Porque lo que necesitamos es identificarnos. O conmovernos. El arte debe ser como ese espejo/ que nos revela nuestra propia cara. No me refiero al golpe bajo, a la demagogia emocional, al sentimentalismo, a Campanella, es decir, al hecho de acordarle a una cosa más ternura de la que Dios le otorgó, sino a reconocer la presencia de Dios. Sencillamente. No Dios como aparato ideológico del Estado o Agente Represor. Por el contrario, en sentido figurado, como personaje, como pájaro fabuloso que aterriza en
Poesía: aterrizaje de Dios en
Oh, desfalleceré en pocos segundos, oh. Ni todos los hipsters del mundo podrán con la conmoción de vivir en un mundo sin sentido. No vas a poder desarticular el desamor y la atávica angustia existencial con un buen look. No lo intentes, como dice el epitafio de Bukowski (lo mejor de su obra). No te entusiasmes tanto, agrega Larry David. Quiero que me hables desde tu puto corazón, clama Borges. ¿O ese fue Bill Hicks refiriéndose a las estrellas de rock pasteurizadas? Es lo mismo. En realidad nada que ver, pero no importa. Repito: Quiero que me hables desde tu puto corazón, ¿ok? Después vemos si lo que tiene para decir ese músculo cursi y pasado de moda es digno de ser escuchado. Es que, cual grasa de las capitales, el cinismo apático y monótono de la era digital no se banca más. Más que nada porque para cinismo apático y monótono tenemos jornadas laborales de ocho horas. Viajes incómodos en transportes públicos. Un despertador sonando a las siete de la mañana. Un mundo demasiado real para significar algo medianamente bueno. ¡Y sin embargo, oh, sin embargo, tal vez allí, en las fotografías rutinarias de la vida cotidiana se halle la poesía, el amor, el odio, el vómito, el pánico, los yuppies negociando, el ticket to ride para escapar y llegar a Itaca! ¿Y qué hacemos cuando llegamos a Itaca? Llamamos a un 0800 para que instalen Internet.
Oh.
Presiento que Derek Cianfrance piensa más o menos eso. Eso de la poesía en las pequeñas escenas de la vida cotidiana. Eso que escribí recién. Supongo que habrán leído, maldición. Bueno, ahora deberíamos volcarlo en Blue Valentine, película que dirige, justamente, nuestro amigo Derek Cianfrance.
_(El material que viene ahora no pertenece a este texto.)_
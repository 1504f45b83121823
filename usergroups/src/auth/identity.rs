//! Identity store: the capability the seeder uses to look up and register users.
//!
//! [`UserManager`] is the SQLite-backed implementation: it validates the request, hashes
//! the credential with Argon2id and writes through the [`Users`] repository.

use crate::auth::password::{self, Argon2Params};
use crate::config::PasswordConfig;
use crate::db::{
    handlers::{Repository, Users},
    models::users::{UserCreateDBRequest, UserDBResponse, UserUpdateDBRequest},
};
use crate::db::errors::DbError;
use crate::errors::Error;
use crate::types::UserId;
use sqlx::SqliteConnection;
use tracing::{debug, instrument};

/// Registration request carrying a plaintext credential.
#[derive(Debug, Clone)]
pub struct UserCreate {
    pub email: String,
    pub password: String,
    pub is_active: bool,
    pub is_superuser: bool,
    pub is_verified: bool,
}

impl UserCreate {
    /// An active, unverified, non-superuser account.
    pub fn new(email: impl Into<String>, password: impl Into<String>) -> Self {
        Self {
            email: email.into(),
            password: password.into(),
            is_active: true,
            is_superuser: false,
            is_verified: false,
        }
    }

    pub fn with_superuser(mut self, is_superuser: bool) -> Self {
        self.is_superuser = is_superuser;
        self
    }
}

/// Partial update of an identity. `None` leaves the field unchanged; a new password is hashed
/// before it is stored.
#[derive(Debug, Clone, Default)]
pub struct UserUpdate {
    pub email: Option<String>,
    pub password: Option<String>,
    pub is_active: Option<bool>,
    pub is_superuser: Option<bool>,
    pub is_verified: Option<bool>,
}

/// Lookup, registration and update of identities.
///
/// Every call runs on the connection the caller passes in, so the caller decides the
/// transaction boundaries. A user returned from [`IdentityStore::create`] is visible on that
/// same connection and can be modified further before the caller commits.
#[async_trait::async_trait]
pub trait IdentityStore: Send + Sync {
    /// `Ok(None)` for an unknown email. Implementations may instead report absence as an
    /// error for which [`Error::is_not_found`] holds; callers must accept both.
    async fn find_by_email(&self, conn: &mut SqliteConnection, email: &str) -> Result<Option<UserDBResponse>, Error>;

    /// Register a new identity.
    async fn create(&self, conn: &mut SqliteConnection, request: &UserCreate) -> Result<UserDBResponse, Error>;

    /// Update an existing identity. Taking an email that belongs to another user is a conflict.
    async fn update(&self, conn: &mut SqliteConnection, id: UserId, request: &UserUpdate) -> Result<UserDBResponse, Error>;
}

/// SQLite-backed identity store.
#[derive(Debug, Clone)]
pub struct UserManager {
    password: PasswordConfig,
}

impl UserManager {
    pub fn new(password: PasswordConfig) -> Self {
        Self { password }
    }

    fn argon2_params(&self) -> Argon2Params {
        Argon2Params {
            memory_kib: self.password.argon2_memory_kib,
            iterations: self.password.argon2_iterations,
            parallelism: self.password.argon2_parallelism,
        }
    }

    fn validate_email(&self, email: &str) -> Result<(), Error> {
        let trimmed = email.trim();
        if trimmed.is_empty() || !trimmed.contains('@') {
            return Err(Error::BadRequest {
                message: format!("Invalid email address: '{email}'"),
            });
        }
        Ok(())
    }

    fn validate_password(&self, password: &str) -> Result<(), Error> {
        let len = password.chars().count();
        if len < self.password.min_length {
            return Err(Error::BadRequest {
                message: format!("Password must be at least {} characters", self.password.min_length),
            });
        }
        if len > self.password.max_length {
            return Err(Error::BadRequest {
                message: format!("Password must be at most {} characters", self.password.max_length),
            });
        }
        Ok(())
    }

    /// Check a credential. Returns the user only if it exists, is active and the password matches.
    #[instrument(skip(self, conn, password), err)]
    pub async fn authenticate(&self, conn: &mut SqliteConnection, email: &str, password: &str) -> Result<Option<UserDBResponse>, Error> {
        let Some(user) = self.find_by_email(conn, email).await? else {
            return Ok(None);
        };

        if !user.is_active {
            debug!("Rejecting login for inactive user");
            return Ok(None);
        }

        if password::verify_string(password, &user.hashed_password)? {
            Ok(Some(user))
        } else {
            Ok(None)
        }
    }
}

#[async_trait::async_trait]
impl IdentityStore for UserManager {
    async fn find_by_email(&self, conn: &mut SqliteConnection, email: &str) -> Result<Option<UserDBResponse>, Error> {
        let mut users = Users::new(conn);
        Ok(users.get_user_by_email(email).await?)
    }

    #[instrument(skip(self, conn, request), fields(email = %request.email), err)]
    async fn create(&self, conn: &mut SqliteConnection, request: &UserCreate) -> Result<UserDBResponse, Error> {
        self.validate_email(&request.email)?;
        self.validate_password(&request.password)?;

        if self.find_by_email(conn, &request.email).await?.is_some() {
            return Err(Error::Conflict {
                message: format!("User '{}' already exists", request.email),
            });
        }

        let hashed_password = password::hash_string_with_params(&request.password, self.argon2_params())?;

        let mut users = Users::new(conn);
        let user = users
            .create(&UserCreateDBRequest {
                email: request.email.clone(),
                hashed_password,
                is_active: request.is_active,
                is_superuser: request.is_superuser,
                is_verified: request.is_verified,
                group_id: None,
            })
            .await?;

        Ok(user)
    }

    #[instrument(skip(self, conn, request), fields(user_id = %crate::types::abbrev_uuid(&id)), err)]
    async fn update(&self, conn: &mut SqliteConnection, id: UserId, request: &UserUpdate) -> Result<UserDBResponse, Error> {
        if let Some(email) = &request.email {
            self.validate_email(email)?;
            if let Some(other) = self.find_by_email(conn, email).await?
                && other.id != id
            {
                return Err(Error::Conflict {
                    message: format!("User '{email}' already exists"),
                });
            }
        }

        let hashed_password = match &request.password {
            Some(password) => {
                self.validate_password(password)?;
                Some(password::hash_string_with_params(password, self.argon2_params())?)
            }
            None => None,
        };

        let mut users = Users::new(conn);
        let result = users
            .update(
                id,
                &UserUpdateDBRequest {
                    email: request.email.clone(),
                    hashed_password,
                    is_active: request.is_active,
                    is_superuser: request.is_superuser,
                    is_verified: request.is_verified,
                },
            )
            .await;

        match result {
            Ok(user) => Ok(user),
            Err(DbError::UniqueViolation { .. }) => Err(Error::Conflict {
                message: format!("User '{}' already exists", request.email.as_deref().unwrap_or_default()),
            }),
            Err(e) => Err(e.into()),
        }
    }
}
¿Qué es Blue Valentine además de un disco de Tom Waits? Una película de amor sin estridencias. Pero con sensatez y sentimientos. En ese sentido se vincula, en primer lugar, a Alle Anderen (Entre nosotros), la excelente película alemana sobre una pareja al borde del precipicio. Claro que mientras los alemanes (gracias a tipos como Hegel y Thomas Mann) se saben lo bastante inteligentes como para aburrir y no necesitar del ritmo y el humor y los guiños, Blue Valentine, al tener la dosis justa de amor y sordidez, no te deja levantar de la silla. Como un thriller sobre la angustia. Por otro lado, en su apuesta por la ruptura de la linealidad, podríamos hablar de una versión adulta de 500 Days of Summer sin la iconografía esnob. La historia de Cindy (Michelle Williams) y Dean (Ryan Gosling) puede que esté sucediendo a la vuelta de tu casa. Ayudan a esta impresión de verosimilitud (sin los excesos del costumbrismo) las actuaciones sublimes de los dos protagonistas, especialmente en las escenas de sexo, esa prueba de fuego en la que pueden hacer agua los mejores actores. Pero estos dos parece que desde hace años se ven desnudos. Hay que lograr eso. En fin. El paisaje urbano y triste en el que deambulan cual zombies es el conformado por telos ridículos, supermercados, geriátricos, hospitales. Para entenderlo habrá que mirarla, pero creo que Cianfrance hizo algo así como una pequeña obra maestra sobre las peleas de pareja. Esos diálogos de sordos, esos silencios pesados, esas bromas que terminan en tragedias, esos gestos y esos tics que explicitan el paso del tiempo, aparecen de tal modo en Blue Valentine que más de uno (es decir dos, tal vez vos y tu novia/o) se querrá tapar los ojos.
¿Y no son acaso las películas que nos obligan a taparnos los ojos las que dejan una huella significativa en nuestra vida?